Abstract

AbstractA population‐level analysis is proposed to address data sparsity when building predictive models for engineering infrastructure. Utilizing an interpretable hierarchical Bayesian approach and operational fleet data, domain expertise is naturally encoded (and appropriately shared) between different subgroups, representing (1) use‐type, (2) component, or (3) operating condition. Specifically, domain expertise is exploited to constrain the model via assumptions (and prior distributions) allowing the methodology to automatically share information between similar assets, improving the survival analysis of a truck fleet (15% and 13% increases in predictive log‐likelihood of hazard) and power prediction in a wind farm (up to 82% reduction in the standard deviation of maximum output prediction).
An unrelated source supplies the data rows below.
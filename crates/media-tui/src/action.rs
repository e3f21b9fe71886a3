//! Action enum — all user-initiated intents, plus page identity.

use std::path::PathBuf;

/// Unique identifier for a focusable component.
#[derive(Debug, Clone, Copy, PartialEq, Eq, Hash)]
pub enum ComponentId {
    Header,
    MediaList,
    MediaDetail,
    AnalyticsPanel,
}

/// Which page is being shown. Mirrors the platform's URL scheme.
#[derive(Debug, Clone, PartialEq, Eq)]
pub enum Page {
    /// Latest media plus search results.
    Home,
    Channels,
    Playlists,
    /// One channel's media collection.
    Channel(String),
    /// One playlist's media collection.
    Playlist(String),
    /// One media item by id.
    Media(String),
    /// The analytics chart for one media item.
    Analytics(String),
}

impl Page {
    /// Resolve a card destination path (`/media/<id>`, `/channels/<id>`,
    /// `/playlists/<id>`) to a page. Unknown paths go Home.
    pub fn from_card_url(url: &str) -> Page {
        let mut segments = url.trim_start_matches('/').splitn(2, '/');
        let kind = segments.next().unwrap_or("");
        let id = segments.next().unwrap_or("").to_string();
        match kind {
            "media" => Page::Media(id),
            "channels" => Page::Channel(id),
            "playlists" => Page::Playlist(id),
            _ => Page::Home,
        }
    }

    pub fn title(&self) -> &'static str {
        match self {
            Page::Home => "Latest media",
            Page::Channels => "Channels",
            Page::Playlists => "Playlists",
            Page::Channel(_) => "Channel",
            Page::Playlist(_) => "Playlist",
            Page::Media(_) => "Media",
            Page::Analytics(_) => "Analytics",
        }
    }

    /// Whether this page renders as a card list.
    pub fn is_listing(&self) -> bool {
        matches!(
            self,
            Page::Home
                | Page::Channels
                | Page::Playlists
                | Page::Channel(_)
                | Page::Playlist(_)
        )
    }
}

/// All actions that can flow through the system.
/// Components produce Actions; the App dispatches them.
#[derive(Debug, Clone)]
pub enum Action {
    // ── Navigation ───────────────────────────────────────────────────────────
    Navigate(Page),
    Back,

    // ── Search ───────────────────────────────────────────────────────────────
    OpenSearch,
    SubmitSearch(String),
    CloseSearch,

    // ── Media actions ────────────────────────────────────────────────────────
    OpenAnalytics,
    CopyEmbedCode,
    CopySourceUrl,
    OpenEditPrompt,
    SubmitEdit(String),

    // ── Upload ───────────────────────────────────────────────────────────────
    OpenUploadPrompt,
    Upload(PathBuf),

    // ── Prompts ──────────────────────────────────────────────────────────────
    ClosePrompt,

    // ── System ───────────────────────────────────────────────────────────────
    Refresh,
    ShowStatus(String),
    Quit,
}

#[cfg(test)]
mod tests {
    use super::*;

    #[test]
    fn test_card_url_routing() {
        assert_eq!(Page::from_card_url("/media/m1"), Page::Media("m1".into()));
        assert_eq!(
            Page::from_card_url("/channels/42"),
            Page::Channel("42".into())
        );
        assert_eq!(
            Page::from_card_url("/playlists/p7"),
            Page::Playlist("p7".into())
        );
        // A card mapped from a resource without an id keeps its shape.
        assert_eq!(Page::from_card_url("/media/"), Page::Media(String::new()));
        assert_eq!(Page::from_card_url("/elsewhere"), Page::Home);
    }
}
In each asset management example, a set of correlated functions is learnt over the fleet, in a combined inference, to learn a population model. Parameter estimation is improved when subfleets are allowed to share correlated information at different levels in the hierarchy; the (averaged) reduction in standard deviation for interpretable parameters in the survival analysis is 70%, alongside 32% in wind farm power models. In turn, groups with incomplete data automatically borrow statistical strength from those that are data‐rich. The statistical correlations enable knowledge transfer via Bayesian transfer learning, and the correlations can be inspected to inform which assets share information for which effect (i.e., parameter). Successes in both case studies demonstrate the wide applicability in practical infrastructure monitoring, since the approach is naturally adapted between interpretable fleet models of different in situ examples.